■ **Brief**
Using the data below, return the stretch from the line that contains "filename src/services/auth/authorization_policy.rs" through the line that contains "pub fn is_self_modification(actor_id: &str, target_id: &str)", both included, exactly as it stands and nothing beyond it.

■ **Dataset records**

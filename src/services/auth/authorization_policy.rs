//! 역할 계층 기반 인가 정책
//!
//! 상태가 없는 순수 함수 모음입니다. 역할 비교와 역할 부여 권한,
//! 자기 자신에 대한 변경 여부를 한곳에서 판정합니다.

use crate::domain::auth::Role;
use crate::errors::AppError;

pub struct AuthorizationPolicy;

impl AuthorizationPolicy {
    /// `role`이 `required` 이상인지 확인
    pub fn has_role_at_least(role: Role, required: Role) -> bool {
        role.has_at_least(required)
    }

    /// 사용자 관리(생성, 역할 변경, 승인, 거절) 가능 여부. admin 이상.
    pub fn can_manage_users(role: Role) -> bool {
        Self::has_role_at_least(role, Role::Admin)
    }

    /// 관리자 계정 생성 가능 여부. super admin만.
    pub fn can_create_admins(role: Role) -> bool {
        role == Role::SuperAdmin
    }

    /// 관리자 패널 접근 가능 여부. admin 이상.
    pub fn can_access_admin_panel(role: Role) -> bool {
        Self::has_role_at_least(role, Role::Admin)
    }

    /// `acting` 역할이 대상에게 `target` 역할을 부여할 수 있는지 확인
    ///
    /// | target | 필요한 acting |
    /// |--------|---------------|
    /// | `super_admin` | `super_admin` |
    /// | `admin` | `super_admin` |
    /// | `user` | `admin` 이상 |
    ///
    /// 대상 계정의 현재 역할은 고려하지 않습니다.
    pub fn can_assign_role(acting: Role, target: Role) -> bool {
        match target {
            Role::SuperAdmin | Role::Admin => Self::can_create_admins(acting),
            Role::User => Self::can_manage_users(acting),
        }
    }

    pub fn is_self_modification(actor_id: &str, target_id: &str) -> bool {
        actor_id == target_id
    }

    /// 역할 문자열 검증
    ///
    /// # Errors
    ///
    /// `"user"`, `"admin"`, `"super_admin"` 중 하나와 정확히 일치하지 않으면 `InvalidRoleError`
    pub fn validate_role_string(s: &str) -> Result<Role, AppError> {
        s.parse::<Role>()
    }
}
* * *
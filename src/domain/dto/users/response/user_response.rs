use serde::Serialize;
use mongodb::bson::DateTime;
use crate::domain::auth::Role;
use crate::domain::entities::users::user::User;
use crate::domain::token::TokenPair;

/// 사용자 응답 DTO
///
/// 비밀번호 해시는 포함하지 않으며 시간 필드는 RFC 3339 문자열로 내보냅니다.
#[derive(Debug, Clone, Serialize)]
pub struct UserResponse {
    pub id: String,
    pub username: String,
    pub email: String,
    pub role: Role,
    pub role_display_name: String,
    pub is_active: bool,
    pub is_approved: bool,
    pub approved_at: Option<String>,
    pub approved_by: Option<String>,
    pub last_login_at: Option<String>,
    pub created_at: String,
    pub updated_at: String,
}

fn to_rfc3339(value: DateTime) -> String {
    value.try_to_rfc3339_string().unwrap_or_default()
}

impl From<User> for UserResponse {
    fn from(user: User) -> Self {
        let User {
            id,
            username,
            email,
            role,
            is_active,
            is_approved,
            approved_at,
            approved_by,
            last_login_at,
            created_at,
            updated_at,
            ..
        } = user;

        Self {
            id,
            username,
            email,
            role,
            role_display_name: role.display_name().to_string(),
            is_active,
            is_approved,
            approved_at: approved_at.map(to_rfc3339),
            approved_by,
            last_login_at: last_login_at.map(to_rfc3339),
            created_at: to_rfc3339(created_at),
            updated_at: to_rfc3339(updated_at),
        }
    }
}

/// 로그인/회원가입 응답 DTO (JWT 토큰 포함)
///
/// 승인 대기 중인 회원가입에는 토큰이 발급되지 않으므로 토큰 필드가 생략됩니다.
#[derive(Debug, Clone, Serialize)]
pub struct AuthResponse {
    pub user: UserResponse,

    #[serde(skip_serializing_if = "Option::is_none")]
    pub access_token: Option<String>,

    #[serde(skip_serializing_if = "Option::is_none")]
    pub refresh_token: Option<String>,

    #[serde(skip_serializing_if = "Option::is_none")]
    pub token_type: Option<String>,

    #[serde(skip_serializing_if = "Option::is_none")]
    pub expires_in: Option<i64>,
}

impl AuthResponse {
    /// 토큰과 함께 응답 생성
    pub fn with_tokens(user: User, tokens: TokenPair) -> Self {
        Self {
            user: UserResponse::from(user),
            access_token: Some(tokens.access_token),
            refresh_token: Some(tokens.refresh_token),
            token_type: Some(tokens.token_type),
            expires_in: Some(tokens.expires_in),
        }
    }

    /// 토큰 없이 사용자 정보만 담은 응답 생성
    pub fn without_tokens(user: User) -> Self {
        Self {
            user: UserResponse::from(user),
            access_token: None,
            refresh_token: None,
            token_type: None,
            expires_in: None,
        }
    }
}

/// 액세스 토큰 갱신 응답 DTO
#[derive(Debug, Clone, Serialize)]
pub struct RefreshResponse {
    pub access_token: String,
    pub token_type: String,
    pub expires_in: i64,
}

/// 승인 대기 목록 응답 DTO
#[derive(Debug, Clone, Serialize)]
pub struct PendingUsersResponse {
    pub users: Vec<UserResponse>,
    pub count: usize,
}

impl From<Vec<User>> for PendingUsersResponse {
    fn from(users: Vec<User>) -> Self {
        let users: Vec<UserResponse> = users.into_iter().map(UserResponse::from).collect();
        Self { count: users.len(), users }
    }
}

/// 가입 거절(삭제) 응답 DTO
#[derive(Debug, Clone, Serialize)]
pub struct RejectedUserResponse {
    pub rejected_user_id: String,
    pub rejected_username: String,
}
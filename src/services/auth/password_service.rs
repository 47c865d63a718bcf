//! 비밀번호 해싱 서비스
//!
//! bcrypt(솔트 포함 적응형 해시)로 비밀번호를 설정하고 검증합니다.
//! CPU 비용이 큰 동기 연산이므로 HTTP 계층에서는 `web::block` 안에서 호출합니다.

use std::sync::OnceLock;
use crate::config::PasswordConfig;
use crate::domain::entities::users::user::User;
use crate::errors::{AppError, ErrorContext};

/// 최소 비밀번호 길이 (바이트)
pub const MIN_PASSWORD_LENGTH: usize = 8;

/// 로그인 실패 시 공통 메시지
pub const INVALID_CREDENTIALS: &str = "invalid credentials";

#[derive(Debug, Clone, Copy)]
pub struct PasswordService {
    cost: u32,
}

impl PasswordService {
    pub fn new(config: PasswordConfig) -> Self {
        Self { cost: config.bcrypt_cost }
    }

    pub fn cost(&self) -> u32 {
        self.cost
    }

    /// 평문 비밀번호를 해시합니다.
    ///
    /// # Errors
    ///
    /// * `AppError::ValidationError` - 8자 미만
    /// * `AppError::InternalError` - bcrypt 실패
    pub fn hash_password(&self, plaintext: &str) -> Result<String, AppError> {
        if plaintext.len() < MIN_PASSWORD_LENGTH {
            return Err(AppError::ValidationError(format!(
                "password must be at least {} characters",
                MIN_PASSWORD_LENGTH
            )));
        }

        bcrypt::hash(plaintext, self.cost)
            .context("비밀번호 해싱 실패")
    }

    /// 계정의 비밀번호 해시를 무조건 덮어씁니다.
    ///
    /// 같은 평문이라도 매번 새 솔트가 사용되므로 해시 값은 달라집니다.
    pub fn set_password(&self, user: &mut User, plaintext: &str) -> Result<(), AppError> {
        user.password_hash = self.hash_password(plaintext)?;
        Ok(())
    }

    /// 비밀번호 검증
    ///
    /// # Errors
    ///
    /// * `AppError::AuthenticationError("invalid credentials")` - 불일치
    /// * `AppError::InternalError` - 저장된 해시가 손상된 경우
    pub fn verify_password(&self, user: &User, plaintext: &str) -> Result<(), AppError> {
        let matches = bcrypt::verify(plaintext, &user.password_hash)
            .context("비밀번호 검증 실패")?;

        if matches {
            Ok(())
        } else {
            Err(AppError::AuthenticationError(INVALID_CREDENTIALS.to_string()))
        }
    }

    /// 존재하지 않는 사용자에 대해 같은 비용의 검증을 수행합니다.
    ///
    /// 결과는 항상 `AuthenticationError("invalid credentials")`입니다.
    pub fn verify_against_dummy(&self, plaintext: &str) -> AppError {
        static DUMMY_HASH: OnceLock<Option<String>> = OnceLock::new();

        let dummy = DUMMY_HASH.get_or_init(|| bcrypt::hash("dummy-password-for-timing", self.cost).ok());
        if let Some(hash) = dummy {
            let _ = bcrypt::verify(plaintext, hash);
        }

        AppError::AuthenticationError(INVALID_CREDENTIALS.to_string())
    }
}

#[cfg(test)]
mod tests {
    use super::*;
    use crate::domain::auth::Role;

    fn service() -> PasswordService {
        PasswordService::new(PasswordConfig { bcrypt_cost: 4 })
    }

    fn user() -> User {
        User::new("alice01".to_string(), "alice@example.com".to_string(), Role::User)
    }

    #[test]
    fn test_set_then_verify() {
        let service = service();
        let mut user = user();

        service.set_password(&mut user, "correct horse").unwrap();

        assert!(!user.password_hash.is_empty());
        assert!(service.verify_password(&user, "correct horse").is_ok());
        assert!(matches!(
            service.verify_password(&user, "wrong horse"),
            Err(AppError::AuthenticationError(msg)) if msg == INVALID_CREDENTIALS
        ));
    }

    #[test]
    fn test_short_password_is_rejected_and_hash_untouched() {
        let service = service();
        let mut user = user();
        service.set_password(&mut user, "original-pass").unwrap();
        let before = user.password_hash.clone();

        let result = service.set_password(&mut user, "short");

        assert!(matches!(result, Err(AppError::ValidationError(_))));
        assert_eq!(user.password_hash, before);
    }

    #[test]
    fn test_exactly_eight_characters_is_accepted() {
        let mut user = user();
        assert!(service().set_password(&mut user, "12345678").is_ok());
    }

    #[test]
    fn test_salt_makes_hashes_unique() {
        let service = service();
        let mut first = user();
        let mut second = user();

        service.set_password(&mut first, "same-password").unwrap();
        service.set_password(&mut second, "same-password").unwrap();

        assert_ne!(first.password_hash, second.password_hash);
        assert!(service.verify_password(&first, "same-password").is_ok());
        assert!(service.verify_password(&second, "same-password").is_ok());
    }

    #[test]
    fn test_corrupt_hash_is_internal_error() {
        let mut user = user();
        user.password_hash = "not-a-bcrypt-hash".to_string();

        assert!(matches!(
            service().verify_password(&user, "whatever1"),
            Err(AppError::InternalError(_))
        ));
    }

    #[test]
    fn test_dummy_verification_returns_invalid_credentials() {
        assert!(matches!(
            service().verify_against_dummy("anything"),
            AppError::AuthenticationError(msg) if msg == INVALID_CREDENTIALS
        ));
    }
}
--
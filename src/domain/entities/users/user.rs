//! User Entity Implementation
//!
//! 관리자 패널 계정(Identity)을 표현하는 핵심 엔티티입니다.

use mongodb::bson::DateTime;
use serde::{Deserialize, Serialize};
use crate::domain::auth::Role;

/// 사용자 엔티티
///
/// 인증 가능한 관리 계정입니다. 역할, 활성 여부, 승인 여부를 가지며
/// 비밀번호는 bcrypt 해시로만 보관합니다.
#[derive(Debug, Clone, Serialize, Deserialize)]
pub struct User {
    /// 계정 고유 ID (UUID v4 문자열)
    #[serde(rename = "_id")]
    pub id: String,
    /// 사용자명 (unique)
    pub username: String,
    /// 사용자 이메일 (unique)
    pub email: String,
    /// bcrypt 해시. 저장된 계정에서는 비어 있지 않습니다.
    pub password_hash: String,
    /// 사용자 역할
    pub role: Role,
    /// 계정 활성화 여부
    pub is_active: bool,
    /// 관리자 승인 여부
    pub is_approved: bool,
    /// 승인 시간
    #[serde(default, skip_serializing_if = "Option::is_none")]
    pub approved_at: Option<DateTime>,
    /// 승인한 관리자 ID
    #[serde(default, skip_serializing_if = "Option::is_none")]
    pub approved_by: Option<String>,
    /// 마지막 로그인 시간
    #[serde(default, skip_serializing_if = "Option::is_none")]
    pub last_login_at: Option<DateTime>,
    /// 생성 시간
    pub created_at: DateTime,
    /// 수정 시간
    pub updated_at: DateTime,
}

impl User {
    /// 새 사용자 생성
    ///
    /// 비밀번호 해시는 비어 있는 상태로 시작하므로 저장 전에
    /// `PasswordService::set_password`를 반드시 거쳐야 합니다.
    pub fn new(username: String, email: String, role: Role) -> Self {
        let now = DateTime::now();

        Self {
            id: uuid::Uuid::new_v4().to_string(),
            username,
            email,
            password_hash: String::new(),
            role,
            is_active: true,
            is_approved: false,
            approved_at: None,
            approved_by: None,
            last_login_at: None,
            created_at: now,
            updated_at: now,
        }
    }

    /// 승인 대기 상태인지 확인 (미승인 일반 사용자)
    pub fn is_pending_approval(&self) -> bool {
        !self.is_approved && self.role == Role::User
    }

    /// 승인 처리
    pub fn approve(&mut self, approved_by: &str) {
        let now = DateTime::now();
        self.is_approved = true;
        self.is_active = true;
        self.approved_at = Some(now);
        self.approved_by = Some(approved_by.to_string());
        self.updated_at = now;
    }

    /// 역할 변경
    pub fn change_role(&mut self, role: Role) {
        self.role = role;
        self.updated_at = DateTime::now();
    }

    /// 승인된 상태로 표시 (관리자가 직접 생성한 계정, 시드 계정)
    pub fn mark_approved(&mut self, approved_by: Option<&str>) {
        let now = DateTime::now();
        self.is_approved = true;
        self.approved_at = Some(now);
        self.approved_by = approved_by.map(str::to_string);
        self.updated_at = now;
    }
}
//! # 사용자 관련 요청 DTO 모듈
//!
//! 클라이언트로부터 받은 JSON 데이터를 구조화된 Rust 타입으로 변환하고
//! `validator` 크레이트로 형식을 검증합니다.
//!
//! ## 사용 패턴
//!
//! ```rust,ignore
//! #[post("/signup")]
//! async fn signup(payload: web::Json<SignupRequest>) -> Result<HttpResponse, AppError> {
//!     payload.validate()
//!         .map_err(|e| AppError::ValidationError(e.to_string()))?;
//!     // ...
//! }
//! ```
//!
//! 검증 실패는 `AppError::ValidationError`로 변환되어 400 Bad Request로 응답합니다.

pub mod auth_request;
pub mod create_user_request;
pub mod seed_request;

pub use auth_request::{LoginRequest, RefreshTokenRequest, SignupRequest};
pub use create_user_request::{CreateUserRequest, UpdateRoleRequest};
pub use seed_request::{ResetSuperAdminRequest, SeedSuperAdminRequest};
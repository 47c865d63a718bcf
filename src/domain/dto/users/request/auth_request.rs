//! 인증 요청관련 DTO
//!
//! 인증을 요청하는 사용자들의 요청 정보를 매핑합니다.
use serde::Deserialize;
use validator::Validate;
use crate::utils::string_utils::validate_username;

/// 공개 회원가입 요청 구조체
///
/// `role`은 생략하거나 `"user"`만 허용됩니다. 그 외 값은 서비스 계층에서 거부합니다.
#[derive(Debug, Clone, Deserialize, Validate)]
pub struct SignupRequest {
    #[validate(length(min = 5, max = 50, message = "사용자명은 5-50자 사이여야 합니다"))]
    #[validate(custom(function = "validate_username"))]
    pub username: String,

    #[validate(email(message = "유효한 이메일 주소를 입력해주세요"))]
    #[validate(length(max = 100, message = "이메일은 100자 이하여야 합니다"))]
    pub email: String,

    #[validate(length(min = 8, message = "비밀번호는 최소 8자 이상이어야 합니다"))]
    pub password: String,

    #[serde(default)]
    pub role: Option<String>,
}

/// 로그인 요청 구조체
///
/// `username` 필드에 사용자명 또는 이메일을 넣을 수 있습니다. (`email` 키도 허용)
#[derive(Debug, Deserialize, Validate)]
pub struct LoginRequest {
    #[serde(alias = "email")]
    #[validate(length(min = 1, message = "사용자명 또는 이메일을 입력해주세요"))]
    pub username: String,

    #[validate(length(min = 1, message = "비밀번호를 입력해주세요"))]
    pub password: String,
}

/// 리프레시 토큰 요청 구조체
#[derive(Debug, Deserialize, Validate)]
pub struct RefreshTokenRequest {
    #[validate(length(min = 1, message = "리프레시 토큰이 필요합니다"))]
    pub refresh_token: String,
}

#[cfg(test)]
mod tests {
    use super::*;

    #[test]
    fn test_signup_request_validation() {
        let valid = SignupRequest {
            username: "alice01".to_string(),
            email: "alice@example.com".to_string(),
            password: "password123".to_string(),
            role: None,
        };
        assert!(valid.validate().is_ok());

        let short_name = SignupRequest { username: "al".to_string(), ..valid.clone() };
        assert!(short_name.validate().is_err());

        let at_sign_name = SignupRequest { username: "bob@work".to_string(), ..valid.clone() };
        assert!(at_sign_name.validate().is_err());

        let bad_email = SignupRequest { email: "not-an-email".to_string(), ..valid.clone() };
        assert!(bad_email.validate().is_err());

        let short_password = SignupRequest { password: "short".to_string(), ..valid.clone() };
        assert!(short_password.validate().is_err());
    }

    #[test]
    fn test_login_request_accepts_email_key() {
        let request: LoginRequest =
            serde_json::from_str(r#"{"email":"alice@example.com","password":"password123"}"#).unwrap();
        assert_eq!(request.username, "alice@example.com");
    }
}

■ **Written response**
filename src/services/auth/authorization_policy.rs
//! 역할 계층 기반 인가 정책
//!
//! 상태가 없는 순수 함수 모음입니다. 역할 비교와 역할 부여 권한,
//! 자기 자신에 대한 변경 여부를 한곳에서 판정합니다.

use crate::domain::auth::Role;
use crate::errors::AppError;

pub struct AuthorizationPolicy;

impl AuthorizationPolicy {
    /// `role`이 `required` 이상인지 확인
    pub fn has_role_at_least(role: Role, required: Role) -> bool {
        role.has_at_least(required)
    }

    /// 사용자 관리(생성, 역할 변경, 승인, 거절) 가능 여부. admin 이상.
    pub fn can_manage_users(role: Role) -> bool {
        Self::has_role_at_least(role, Role::Admin)
    }

    /// 관리자 계정 생성 가능 여부. super admin만.
    pub fn can_create_admins(role: Role) -> bool {
        role == Role::SuperAdmin
    }

    /// 관리자 패널 접근 가능 여부. admin 이상.
    pub fn can_access_admin_panel(role: Role) -> bool {
        Self::has_role_at_least(role, Role::Admin)
    }

    /// `acting` 역할이 대상에게 `target` 역할을 부여할 수 있는지 확인
    ///
    /// | target | 필요한 acting |
    /// |--------|---------------|
    /// | `super_admin` | `super_admin` |
    /// | `admin` | `super_admin` |
    /// | `user` | `admin` 이상 |
    ///
    /// 대상 계정의 현재 역할은 고려하지 않습니다.
    pub fn can_assign_role(acting: Role, target: Role) -> bool {
        match target {
            Role::SuperAdmin | Role::Admin => Self::can_create_admins(acting),
            Role::User => Self::can_manage_users(acting),
        }
    }

    pub fn is_self_modification(actor_id: &str, target_id: &str) -> bool {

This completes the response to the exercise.